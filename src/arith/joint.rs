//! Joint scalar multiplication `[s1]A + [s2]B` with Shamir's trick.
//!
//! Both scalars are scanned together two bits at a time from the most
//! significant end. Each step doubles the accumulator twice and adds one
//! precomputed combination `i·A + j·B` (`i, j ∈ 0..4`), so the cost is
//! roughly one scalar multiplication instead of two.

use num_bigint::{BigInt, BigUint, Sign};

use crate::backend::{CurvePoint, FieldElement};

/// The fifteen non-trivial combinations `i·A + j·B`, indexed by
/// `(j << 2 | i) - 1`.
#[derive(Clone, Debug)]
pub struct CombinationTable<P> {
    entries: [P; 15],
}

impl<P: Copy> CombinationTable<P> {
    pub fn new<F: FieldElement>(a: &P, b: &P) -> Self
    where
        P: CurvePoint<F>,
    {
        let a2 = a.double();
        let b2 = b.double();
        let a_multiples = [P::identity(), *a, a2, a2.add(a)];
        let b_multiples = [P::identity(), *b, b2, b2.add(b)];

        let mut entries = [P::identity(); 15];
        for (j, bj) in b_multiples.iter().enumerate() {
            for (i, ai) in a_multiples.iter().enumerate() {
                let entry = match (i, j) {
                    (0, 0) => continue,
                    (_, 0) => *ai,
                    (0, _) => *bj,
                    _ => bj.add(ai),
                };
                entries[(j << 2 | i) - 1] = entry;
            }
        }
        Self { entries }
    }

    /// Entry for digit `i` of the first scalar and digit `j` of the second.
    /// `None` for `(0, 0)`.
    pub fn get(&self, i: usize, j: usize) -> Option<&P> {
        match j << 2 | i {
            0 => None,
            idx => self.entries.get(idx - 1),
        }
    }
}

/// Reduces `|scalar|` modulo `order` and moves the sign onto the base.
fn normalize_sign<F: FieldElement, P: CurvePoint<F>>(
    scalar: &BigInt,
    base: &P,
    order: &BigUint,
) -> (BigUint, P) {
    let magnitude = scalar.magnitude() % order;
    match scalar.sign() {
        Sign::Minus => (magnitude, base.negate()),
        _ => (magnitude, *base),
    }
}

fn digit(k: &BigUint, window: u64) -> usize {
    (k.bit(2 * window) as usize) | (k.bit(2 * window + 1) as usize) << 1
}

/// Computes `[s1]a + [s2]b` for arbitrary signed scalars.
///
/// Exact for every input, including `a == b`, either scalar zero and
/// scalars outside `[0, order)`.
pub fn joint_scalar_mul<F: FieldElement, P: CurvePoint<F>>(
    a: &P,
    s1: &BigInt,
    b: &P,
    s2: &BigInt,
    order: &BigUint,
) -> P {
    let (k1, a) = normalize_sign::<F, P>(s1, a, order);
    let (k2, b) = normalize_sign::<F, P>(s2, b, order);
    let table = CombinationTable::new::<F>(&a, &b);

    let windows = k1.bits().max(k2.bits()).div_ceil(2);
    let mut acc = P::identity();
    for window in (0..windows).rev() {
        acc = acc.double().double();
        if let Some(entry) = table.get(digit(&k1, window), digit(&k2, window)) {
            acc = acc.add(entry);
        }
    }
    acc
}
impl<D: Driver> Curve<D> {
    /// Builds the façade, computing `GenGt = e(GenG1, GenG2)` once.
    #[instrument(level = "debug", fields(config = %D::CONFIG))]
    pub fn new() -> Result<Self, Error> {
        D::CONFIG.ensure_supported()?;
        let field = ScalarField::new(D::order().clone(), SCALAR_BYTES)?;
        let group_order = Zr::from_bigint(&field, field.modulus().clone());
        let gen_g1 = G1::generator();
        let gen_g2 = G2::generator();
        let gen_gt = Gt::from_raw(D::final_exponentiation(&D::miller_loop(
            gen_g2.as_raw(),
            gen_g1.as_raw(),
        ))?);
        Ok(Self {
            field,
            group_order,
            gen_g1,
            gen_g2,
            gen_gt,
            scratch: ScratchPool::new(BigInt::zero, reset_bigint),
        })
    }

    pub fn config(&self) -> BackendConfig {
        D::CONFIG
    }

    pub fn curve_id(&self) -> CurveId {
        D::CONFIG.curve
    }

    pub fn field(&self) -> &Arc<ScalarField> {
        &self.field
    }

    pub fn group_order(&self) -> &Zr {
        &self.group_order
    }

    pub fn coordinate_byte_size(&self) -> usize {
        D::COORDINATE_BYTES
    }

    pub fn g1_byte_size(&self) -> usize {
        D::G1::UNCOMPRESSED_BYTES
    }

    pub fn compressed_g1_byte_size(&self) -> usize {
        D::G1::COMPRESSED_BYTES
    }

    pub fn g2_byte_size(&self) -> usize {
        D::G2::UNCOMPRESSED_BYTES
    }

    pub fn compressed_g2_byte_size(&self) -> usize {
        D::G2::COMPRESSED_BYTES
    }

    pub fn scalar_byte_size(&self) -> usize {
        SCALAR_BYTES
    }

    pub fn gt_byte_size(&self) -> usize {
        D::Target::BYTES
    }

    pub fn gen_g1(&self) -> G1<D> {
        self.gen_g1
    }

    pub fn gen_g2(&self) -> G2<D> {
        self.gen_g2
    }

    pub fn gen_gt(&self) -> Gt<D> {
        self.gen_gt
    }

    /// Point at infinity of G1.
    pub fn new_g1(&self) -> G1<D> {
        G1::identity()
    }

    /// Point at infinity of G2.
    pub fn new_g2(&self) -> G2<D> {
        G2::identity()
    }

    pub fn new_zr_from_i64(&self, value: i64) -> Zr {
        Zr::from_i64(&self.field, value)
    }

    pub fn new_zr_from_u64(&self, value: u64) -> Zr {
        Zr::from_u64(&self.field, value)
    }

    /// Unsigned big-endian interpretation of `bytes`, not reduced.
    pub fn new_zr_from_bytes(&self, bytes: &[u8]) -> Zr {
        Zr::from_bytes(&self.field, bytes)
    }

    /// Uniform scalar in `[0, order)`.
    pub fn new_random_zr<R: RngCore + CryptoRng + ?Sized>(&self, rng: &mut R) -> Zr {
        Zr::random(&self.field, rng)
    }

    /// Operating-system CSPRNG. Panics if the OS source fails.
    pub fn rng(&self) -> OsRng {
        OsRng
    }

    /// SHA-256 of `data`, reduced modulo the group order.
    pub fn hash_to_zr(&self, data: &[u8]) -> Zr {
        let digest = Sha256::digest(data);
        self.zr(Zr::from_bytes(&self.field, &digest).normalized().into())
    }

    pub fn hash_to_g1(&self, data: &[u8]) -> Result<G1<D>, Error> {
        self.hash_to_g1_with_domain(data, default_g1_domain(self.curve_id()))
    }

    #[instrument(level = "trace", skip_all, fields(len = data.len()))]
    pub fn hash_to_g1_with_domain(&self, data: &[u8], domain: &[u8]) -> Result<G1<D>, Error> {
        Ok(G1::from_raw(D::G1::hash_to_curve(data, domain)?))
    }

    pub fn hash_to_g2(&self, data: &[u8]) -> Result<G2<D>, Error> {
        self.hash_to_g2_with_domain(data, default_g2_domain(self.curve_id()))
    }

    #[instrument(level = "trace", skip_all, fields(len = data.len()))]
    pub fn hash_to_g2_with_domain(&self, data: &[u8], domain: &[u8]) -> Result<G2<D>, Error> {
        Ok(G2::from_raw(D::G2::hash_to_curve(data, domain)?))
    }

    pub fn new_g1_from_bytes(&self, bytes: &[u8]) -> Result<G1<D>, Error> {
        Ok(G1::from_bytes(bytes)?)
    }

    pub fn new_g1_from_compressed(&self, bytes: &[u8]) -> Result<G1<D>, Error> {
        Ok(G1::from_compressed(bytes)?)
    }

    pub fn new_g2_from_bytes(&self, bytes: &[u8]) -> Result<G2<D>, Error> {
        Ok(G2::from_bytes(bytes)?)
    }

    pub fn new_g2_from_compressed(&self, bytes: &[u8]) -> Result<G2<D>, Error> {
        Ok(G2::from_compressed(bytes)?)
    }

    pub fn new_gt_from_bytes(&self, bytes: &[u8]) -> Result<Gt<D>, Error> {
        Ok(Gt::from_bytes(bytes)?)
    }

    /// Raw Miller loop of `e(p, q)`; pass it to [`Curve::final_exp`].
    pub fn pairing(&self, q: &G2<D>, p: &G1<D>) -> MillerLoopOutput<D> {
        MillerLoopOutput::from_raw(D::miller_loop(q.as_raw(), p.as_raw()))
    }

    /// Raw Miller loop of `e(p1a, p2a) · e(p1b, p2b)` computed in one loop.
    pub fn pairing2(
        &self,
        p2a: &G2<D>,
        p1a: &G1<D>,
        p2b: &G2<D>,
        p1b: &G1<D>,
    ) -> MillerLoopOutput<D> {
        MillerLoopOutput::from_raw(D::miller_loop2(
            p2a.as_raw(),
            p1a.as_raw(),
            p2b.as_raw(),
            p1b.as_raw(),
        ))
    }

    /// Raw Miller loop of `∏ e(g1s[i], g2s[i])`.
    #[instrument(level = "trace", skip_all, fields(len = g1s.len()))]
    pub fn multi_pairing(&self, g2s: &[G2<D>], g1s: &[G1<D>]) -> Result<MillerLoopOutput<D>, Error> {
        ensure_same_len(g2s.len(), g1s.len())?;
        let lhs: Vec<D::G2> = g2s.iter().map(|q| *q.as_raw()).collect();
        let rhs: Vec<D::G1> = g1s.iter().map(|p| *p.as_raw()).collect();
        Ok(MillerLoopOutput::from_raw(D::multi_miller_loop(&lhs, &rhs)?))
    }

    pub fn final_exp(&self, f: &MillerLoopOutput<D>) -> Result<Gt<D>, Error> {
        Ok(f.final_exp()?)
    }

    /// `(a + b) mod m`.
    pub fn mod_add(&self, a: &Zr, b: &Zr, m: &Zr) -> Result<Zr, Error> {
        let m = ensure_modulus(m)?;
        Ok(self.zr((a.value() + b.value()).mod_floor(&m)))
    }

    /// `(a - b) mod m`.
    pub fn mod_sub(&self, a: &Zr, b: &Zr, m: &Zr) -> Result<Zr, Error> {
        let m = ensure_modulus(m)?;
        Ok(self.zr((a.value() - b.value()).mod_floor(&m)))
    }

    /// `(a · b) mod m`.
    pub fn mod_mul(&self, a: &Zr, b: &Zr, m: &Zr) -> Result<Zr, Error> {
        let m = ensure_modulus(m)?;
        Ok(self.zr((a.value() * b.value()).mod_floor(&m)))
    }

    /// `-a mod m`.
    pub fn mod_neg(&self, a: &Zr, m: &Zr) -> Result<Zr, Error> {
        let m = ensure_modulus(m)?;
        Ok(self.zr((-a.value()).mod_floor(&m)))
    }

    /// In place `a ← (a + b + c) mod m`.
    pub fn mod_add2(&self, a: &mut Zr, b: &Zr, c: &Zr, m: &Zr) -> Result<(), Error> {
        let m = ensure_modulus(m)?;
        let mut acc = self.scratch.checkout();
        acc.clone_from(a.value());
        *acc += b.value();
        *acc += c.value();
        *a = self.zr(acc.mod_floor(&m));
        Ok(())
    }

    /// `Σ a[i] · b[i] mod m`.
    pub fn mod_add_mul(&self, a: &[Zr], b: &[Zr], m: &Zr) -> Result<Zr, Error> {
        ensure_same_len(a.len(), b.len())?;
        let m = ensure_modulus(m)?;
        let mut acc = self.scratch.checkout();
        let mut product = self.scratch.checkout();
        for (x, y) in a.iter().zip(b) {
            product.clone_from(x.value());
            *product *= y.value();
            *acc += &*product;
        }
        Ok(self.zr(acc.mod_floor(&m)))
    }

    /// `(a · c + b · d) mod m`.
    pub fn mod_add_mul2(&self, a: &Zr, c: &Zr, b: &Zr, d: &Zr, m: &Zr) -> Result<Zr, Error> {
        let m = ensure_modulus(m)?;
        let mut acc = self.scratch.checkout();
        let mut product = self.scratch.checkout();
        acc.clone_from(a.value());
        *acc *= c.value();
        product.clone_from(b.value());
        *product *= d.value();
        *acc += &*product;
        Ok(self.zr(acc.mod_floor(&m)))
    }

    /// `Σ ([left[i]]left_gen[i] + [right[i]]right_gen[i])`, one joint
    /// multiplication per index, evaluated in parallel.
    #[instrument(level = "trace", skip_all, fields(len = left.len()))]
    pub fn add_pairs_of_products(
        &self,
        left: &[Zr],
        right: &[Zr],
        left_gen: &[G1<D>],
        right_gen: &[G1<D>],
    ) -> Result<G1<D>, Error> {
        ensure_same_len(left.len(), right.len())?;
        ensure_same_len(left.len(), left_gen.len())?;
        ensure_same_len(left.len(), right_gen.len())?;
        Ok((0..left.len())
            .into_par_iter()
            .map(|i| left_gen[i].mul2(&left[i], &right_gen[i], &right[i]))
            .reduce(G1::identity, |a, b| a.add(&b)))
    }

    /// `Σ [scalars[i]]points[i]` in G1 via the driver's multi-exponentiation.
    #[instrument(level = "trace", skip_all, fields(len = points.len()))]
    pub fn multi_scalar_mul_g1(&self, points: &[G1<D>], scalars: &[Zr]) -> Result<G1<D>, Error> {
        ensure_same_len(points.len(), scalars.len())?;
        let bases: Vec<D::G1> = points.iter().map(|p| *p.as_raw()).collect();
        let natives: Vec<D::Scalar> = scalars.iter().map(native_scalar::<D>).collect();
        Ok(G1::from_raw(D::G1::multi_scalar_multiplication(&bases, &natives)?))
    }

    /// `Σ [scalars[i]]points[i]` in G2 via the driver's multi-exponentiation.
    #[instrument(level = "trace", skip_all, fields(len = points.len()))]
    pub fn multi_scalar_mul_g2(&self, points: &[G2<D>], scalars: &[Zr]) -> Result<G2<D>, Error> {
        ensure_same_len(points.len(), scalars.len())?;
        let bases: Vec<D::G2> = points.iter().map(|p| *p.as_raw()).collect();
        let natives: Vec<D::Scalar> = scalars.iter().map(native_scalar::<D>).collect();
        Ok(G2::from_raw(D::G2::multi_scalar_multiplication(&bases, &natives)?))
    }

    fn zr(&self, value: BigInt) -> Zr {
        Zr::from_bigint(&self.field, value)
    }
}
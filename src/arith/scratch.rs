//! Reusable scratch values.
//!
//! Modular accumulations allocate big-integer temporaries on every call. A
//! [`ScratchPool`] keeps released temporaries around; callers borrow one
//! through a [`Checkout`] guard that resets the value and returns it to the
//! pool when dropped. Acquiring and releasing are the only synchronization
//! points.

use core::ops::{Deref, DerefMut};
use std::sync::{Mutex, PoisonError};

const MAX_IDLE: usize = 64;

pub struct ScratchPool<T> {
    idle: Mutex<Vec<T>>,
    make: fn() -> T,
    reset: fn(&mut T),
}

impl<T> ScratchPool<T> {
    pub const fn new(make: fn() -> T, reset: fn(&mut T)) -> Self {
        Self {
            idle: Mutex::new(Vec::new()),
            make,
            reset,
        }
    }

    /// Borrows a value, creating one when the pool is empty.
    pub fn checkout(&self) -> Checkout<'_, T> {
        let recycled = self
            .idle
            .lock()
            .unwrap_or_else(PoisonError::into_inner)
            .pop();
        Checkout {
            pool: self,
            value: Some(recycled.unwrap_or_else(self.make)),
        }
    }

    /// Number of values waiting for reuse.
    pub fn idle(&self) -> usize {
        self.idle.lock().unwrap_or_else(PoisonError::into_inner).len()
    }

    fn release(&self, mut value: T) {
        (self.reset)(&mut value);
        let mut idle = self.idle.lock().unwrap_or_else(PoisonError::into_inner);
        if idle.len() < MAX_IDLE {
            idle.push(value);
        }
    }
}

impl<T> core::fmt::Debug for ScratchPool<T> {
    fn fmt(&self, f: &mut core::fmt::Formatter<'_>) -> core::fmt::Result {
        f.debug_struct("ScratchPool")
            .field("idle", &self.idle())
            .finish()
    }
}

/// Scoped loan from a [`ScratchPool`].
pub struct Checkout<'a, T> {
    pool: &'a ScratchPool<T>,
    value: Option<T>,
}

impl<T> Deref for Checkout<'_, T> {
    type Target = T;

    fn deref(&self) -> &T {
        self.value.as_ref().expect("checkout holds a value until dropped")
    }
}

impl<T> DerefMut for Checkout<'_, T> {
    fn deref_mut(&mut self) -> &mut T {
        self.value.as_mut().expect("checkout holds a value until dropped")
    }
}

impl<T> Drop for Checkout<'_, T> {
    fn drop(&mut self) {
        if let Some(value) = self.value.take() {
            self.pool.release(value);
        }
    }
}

### Instructions to follow
Please print the lines from the start of the records up to and including the line with "#[derive(Clone, Debug)]", copying each one exactly and leaving out the rest.

### Solution
filename src/arith/joint.rs
//! Joint scalar multiplication `[s1]A + [s2]B` with Shamir's trick.
//!
//! Both scalars are scanned together two bits at a time from the most
//! significant end. Each step doubles the accumulator twice and adds one
//! precomputed combination `i·A + j·B` (`i, j ∈ 0..4`), so the cost is
//! roughly one scalar multiplication instead of two.

use num_bigint::{BigInt, BigUint, Sign};

use crate::backend::{CurvePoint, FieldElement};

/// The fifteen non-trivial combinations `i·A + j·B`, indexed by
/// `(j << 2 | i) - 1`.
#[derive(Clone, Debug)]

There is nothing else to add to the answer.